To prevent losses of consistency, aggregators will shut themselves down if they lose contact with a majority of all the aggregators. The specifics are detailed below. This means that in the event of a network partition which splits the network in two, the nodes on one side will continue operating, while the nodes on the other side will shut themselves down, and the side with more aggregators is the one that will continue operating. For example, if 5 total aggregators are partitioned into two sides with 2 and 3 aggregators, the side with 3 aggregators will continue operating, while the aggregators on the side with only 2 will shut themselves down.

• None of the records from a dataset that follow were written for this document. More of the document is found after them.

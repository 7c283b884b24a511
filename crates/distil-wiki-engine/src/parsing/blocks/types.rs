use serde::Serialize;

use crate::parsing::inline::InlineSequence;

/// A parsed block.
#[derive(Debug, Clone, PartialEq, Eq, Serialize)]
pub enum Block {
    /// `= h1 =`, `== h2 ==` or `=== h3 ===`. `level` is always 1 to 3.
    Heading { level: u8, text: InlineSequence },
    /// Consecutive text lines, joined with `\n`.
    Paragraph { text: InlineSequence },
    /// One list run: its top-level items, each holding its nested items.
    /// A blank line or a non-list line ends the run.
    List(Vec<ListItem>),
    /// A `{{{ ... }}}` block; lines are kept verbatim.
    Preformatted { lines: Vec<String> },
}

/// One list item and the deeper items nested under it.
///
/// `children` only ever hold items at `depth + 1`.
#[derive(Debug, Clone, PartialEq, Eq, Serialize)]
pub struct ListItem {
    /// `1.` style marker rather than `*`.
    pub ordered: bool,
    pub depth: usize,
    pub text: InlineSequence,
    pub children: Vec<ListItem>,
}
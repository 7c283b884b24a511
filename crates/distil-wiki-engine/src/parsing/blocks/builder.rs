use crate::parsing::inline::parse_inline;

use super::{
    classify::LineClass,
    kinds::Preformat,
    lists::ListStack,
    open::BlockOpen,
    types::Block,
};

#[derive(Debug)]
enum LeafState<'a> {
    None,
    Paragraph { lines: Vec<&'a str> },
    Preformat { lines: Vec<&'a str> },
}

/// Phase 2 of block parsing: a single forward pass over classified lines.
///
/// At most one leaf (paragraph or preformatted block) is open at a time, plus
/// the stack of open list items.
pub struct BlockBuilder<'a> {
    lists: ListStack,
    leaf: LeafState<'a>,
    out: Vec<Block>,
}

impl<'a> BlockBuilder<'a> {
    pub fn new() -> Self {
        Self {
            lists: ListStack::default(),
            leaf: LeafState::None,
            out: vec![],
        }
    }

    pub fn push(&mut self, c: &LineClass<'a>) {
        if self.in_preformat() {
            self.consume_preformat_line(c.text);
            return;
        }

        if c.is_blank {
            self.close_open_blocks();
            return;
        }

        match c.open {
            Some(BlockOpen::Preformat { rest }) => {
                self.close_open_blocks();
                self.open_preformat(rest);
            }
            Some(BlockOpen::Heading { level, inner }) => {
                self.close_open_blocks();
                self.out.push(Block::Heading {
                    level,
                    text: parse_inline(inner),
                });
            }
            Some(BlockOpen::ListItem(line)) => {
                self.flush_paragraph();
                self.lists
                    .push_item(line.marker.is_ordered(), line.indent, line.content);
            }
            None if self.lists.is_open() && c.indent > 0 => {
                self.lists.continue_item(&c.text[c.indent..]);
            }
            None => {
                self.lists.close_all(&mut self.out);
                self.extend_paragraph(c.text);
            }
        }
    }

    pub fn finish(mut self) -> Vec<Block> {
        // EOF flush
        if let LeafState::Preformat { .. } = self.leaf {
            log::debug!("preformatted block not closed before end of input");
            self.flush_preformat();
        }
        self.close_open_blocks();
        self.out
    }

    fn in_preformat(&self) -> bool {
        matches!(self.leaf, LeafState::Preformat { .. })
    }

    fn close_open_blocks(&mut self) {
        self.flush_paragraph();
        self.lists.close_all(&mut self.out);
    }

    fn open_preformat(&mut self, rest: &'a str) {
        if let Some(before) = Preformat::close(rest) {
            // Opened and closed on one line.
            if !before.is_empty() {
                self.out.push(Block::Preformatted {
                    lines: vec![before.to_string()],
                });
            }
            return;
        }

        let lines = if rest.is_empty() { vec![] } else { vec![rest] };
        self.leaf = LeafState::Preformat { lines };
    }

    fn consume_preformat_line(&mut self, text: &'a str) {
        let LeafState::Preformat { lines } = &mut self.leaf else {
            return;
        };
        match Preformat::close(text) {
            Some(before) => {
                if !before.is_empty() {
                    lines.push(before);
                }
                self.flush_preformat();
            }
            None => lines.push(text),
        }
    }

    fn extend_paragraph(&mut self, line: &'a str) {
        match &mut self.leaf {
            LeafState::Paragraph { lines } => lines.push(line),
            _ => self.leaf = LeafState::Paragraph { lines: vec![line] },
        }
    }

    fn flush_paragraph(&mut self) {
        let prev = std::mem::replace(&mut self.leaf, LeafState::None);
        if let LeafState::Paragraph { lines } = prev {
            self.out.push(Block::Paragraph {
                text: parse_inline(&lines.join("\n")),
            });
        } else {
            self.leaf = prev; // put back non-paragraph leaf
        }
    }

    fn flush_preformat(&mut self) {
        let prev = std::mem::replace(&mut self.leaf, LeafState::None);
        if let LeafState::Preformat { lines } = prev {
            if !lines.is_empty() {
                self.out.push(Block::Preformatted {
                    lines: lines.into_iter().map(str::to_string).collect(),
                });
            }
        } else {
            self.leaf = prev;
        }
    }
}

impl Default for BlockBuilder<'_> {
    fn default() -> Self {
        Self::new()
    }
}
//! # Inline Kinds
//!
//! Inline-specific types that own their syntax delimiters.
//!
//! ## Types
//!
//! - **`Emphasis`**: `**bold**`, `//italic//`, `+++highlight+++`
//! - **`CodeSpan`**: `` `code` `` (Trac monospace)
//! - **`WikiLink`** / **`CiteLink`**: `[Page Name]`, `[cite:key]`
//! - **`AutoUrl`**: bare `http://` and `https://` links
//!
//! ## Design Principle
//!
//! All delimiter constants live here, not scattered in parser code.

pub mod code_span;
pub mod emphasis;
pub mod link;
pub mod url;

pub use code_span::CodeSpan;
pub use emphasis::Emphasis;
pub use link::{CiteLink, WikiLink, wiki_key};
pub use url::AutoUrl;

This aggregator self-shutdown behavior applies to all cases when an aggregator loses contact with a majority of the aggregators, not just to network partitions, since it is not possible in general to distinguish a network partition from other types of node failures.
This aggregator self-shutdown behavior only applies to clusters with three or more total aggregators. A cluster with exactly two aggregators (1 master and 1 child aggregator) is excepted from this behavior so that you can shut down one aggregator node without shutting down the other, but this makes a cluster with exactly two aggregators vulnerable to loss of consistency in the event of a network partition.
In a cluster with three or more total aggregators, an aggregator must either be able to contact a strict majority of all aggregators (including itself), or (if the total number of aggregators is even) be able to contact exactly half of the aggregators, one of which is the master aggregator. If it is unable to contact sufficient aggregators, it will shut itself down.
For another example, if 6 total aggregators are partitioned into groups of size 3, 2, and 1 (with the master aggregator in the group of size 2), all of them will shut down, since no aggregator in a group of size at least 4, and no aggregator is in a group containing the master aggregator as well as two others.